亡霊
既に日も暮れていた為、一泊した後、定軍山へ赴く事となった。
その間に夏侯覇へ医者をやり、傷を治療させた。
医者が言うには、致命傷こそないが体力の衰弱、そして血を流し過ぎている為に、数日は安静にしてほしいとのことだった。

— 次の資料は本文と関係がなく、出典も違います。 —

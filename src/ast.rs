// Copyright (c) Chris Gunn.
// Licensed under the MIT license.

use std::fmt;

#[derive(Clone, Debug, PartialEq)]
pub enum Expr {
    Variable(ExprVariable),
    Constant(ExprConstant),
    Binary(ExprOpBinary),
}

#[derive(Clone, Debug, PartialEq)]
pub struct ExprVariable {
    pub path: Vec<String>,
}

#[derive(Clone, Debug, PartialEq)]
pub struct ExprConstant {
    pub value: String,
}

#[derive(Clone, Debug, PartialEq)]
pub struct ExprOpBinary {
    pub op: BinaryOperator,
    pub left: Box<Expr>,
    pub right: Box<Expr>,
}

#[derive(Clone, Copy, Debug, PartialEq, Eq, Hash)]
pub enum BinaryOperator {
    Exponent,
    Multiply,
    Divide,
    IntDivide,
    Add,
    Subtract,
    Modulo,
    Equal,
    NotEqual,
}

impl BinaryOperator {
    pub fn from_symbol(symbol: &str) -> Option<BinaryOperator> {
        let op = match symbol {
            "^" => BinaryOperator::Exponent,
            "*" => BinaryOperator::Multiply,
            "/" => BinaryOperator::Divide,
            "//" => BinaryOperator::IntDivide,
            "+" => BinaryOperator::Add,
            "-" => BinaryOperator::Subtract,
            "%" => BinaryOperator::Modulo,
            "==" => BinaryOperator::Equal,
            "!=" => BinaryOperator::NotEqual,
            _ => return None,
        };
        Some(op)
    }

    pub fn symbol(&self) -> &'static str {
        match self {
            BinaryOperator::Exponent => "^",
            BinaryOperator::Multiply => "*",
            BinaryOperator::Divide => "/",
            BinaryOperator::IntDivide => "//",
            BinaryOperator::Add => "+",
            BinaryOperator::Subtract => "-",
            BinaryOperator::Modulo => "%",
            BinaryOperator::Equal => "==",
            BinaryOperator::NotEqual => "!=",
        }
    }

    /// Higher binds tighter. Operators of equal precedence group left to right.
    pub fn precedence(&self) -> u8 {
        match self {
            BinaryOperator::Exponent => 100,
            BinaryOperator::Multiply | BinaryOperator::Divide | BinaryOperator::IntDivide => 50,
            BinaryOperator::Add | BinaryOperator::Subtract => 20,
            BinaryOperator::Modulo => 10,
            BinaryOperator::Equal | BinaryOperator::NotEqual => 5,
        }
    }
}

impl fmt::Display for ExprVariable {
    fn fmt(&self, f: &mut fmt::Formatter) -> fmt::Result {
        f.write_str(&self.path.join("."))
    }
}

impl fmt::Display for Expr {
    fn fmt(&self, f: &mut fmt::Formatter) -> fmt::Result {
        match self {
            Expr::Variable(var) => write!(f, "{}", var),
            Expr::Constant(constant) => f.write_str(&constant.value),
            Expr::Binary(binary) => write!(f, "{} {} {}", binary.left, binary.op.symbol(), binary.right),
        }
    }
}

しかし、あの夏侯覇の事だ、それは聞いてくれないだろう。
ならばと、姜維は馬車を手配し、夏侯覇にはそれに乗る様に強要した。
年齢は、張翼や廖化と同世代であろう。
若き勇猛さこそ無いが、戦の経験が最も活きる世代である。
その血筋は、魏の皇族の血統を引いていながら、蜀の皇族にも深く関わっていた。
張飛の妻、張敬や張彩の母である夏侯月姫は、この夏侯覇と従兄の関係に当たるのだ。
定軍山の夏侯淵の墓は、そんな夏侯月姫の要望で建てられたものであった。
「どうぞ、行かれてください。私達は、ここでお待ちしております」
「感謝します」
夏侯覇はゆったりとした衣服で馬車を降り、一人で墓の前まで歩いて行った。
馬車の周囲には、姜維と、その側近の兵士が二十名のみ。
穏やかな、晴れ模様である。
よく整備された夏侯淵の墓所の前で夏侯覇は座り込み、地面に頭を付けるように、体を曲げていた。
それは長い時間、ずっと、同じ体勢であった。
肩が震えていた。小さな嗚咽も聞こえる。
そんな夏侯覇の姿を、姜維は自分と重ねていた。
諸葛亮の死から、もう十五年もの歳月が経っている。
それだというのに、この悲しみは、この志は、未だ天を貫かんばかりだった。
折り曲げていた体が戻される。
その肩はもう、震えてはいなかった。
「夏侯将軍。少しよろしいですか」
姜維はその隣に腰を下ろす。不思議と、波長が合うのをお互いに感じた。
こうして言葉を交わすのは初めてなのだが、まるで数十年来の友人であるかのように、心が全く抵抗を示さないのだ。
気持ちの良い風が吹いている。そんな気さえしてきた。
「ご尊父とは、どのような話をなされたのですか?」
「魏は、父上が命を燃やして支えた祖国は、滅びましたと」
「まだ魏帝の曹芳は健在。領土も失われておりません。どうして、滅びたと」
「陛下の命は既に、司馬一族の手中に在り。生かすも殺すも、自由です。この状態でどうして、魏国は健在と言えましょうや。反旗を翻し、共に死線を潜って来た配下が全員死んだあの時に、俺の中で、祖国は滅んだのです」
その声色は、酷く冷淡で、淡白だった。
まるで他人の事を語っているかのようにも聞こえる。
夏侯覇は体を向き直し、姜維を正面に捉えた。死人の様に、何の感情も表に出ていない。
「どうかこの場で、斬り捨てていただきたい」
「何故でしょう」
「国を守れず、兵を失い、死に場所も得られない。この罪は償い難く、父上に顔向け出来ません。我が首は塵となるまで燃やし、川へ捨てて下され。墓前にて、責任を取りたく思うのです」
「私には、貴方への怨みは無い。斬れません」
「いえ、敵同士であったのです。互いに多くの将兵の命を取ってきた。むしろ斬れない理由など、ありますまい」
「決意は固い様ですね。なるほど、分かりました」
姜維は立ち上がり、剣を抜いた。
夏侯覇は、、座ったまま目を閉じる。流石に戦場で生きてきた男であった。
命が断たれるというその瞬間でさえ、その心に波風一つ立っていないようである。
「さらば」
そう言って、剣は勢いよく振り下ろされた。
束の間の静寂。血が、数滴地に落ちる。
剣は切っ先で夏侯覇の顔に、僅かに傷跡を残しただけで、その命を刈り取る事はしなかった。
「これで、夏侯覇は死んだ。そして、お前の命を救ったのは、私だ。好きに使わせてもらうぞ」
「……これも、天命なのでしょう。ならばこれより、祖国の仇を討つだけの亡霊として、この命を将軍に、蜀漢に捧げましょう」
死人のような瞳。
しかしその奥に、僅かに燻ぶる炎があった。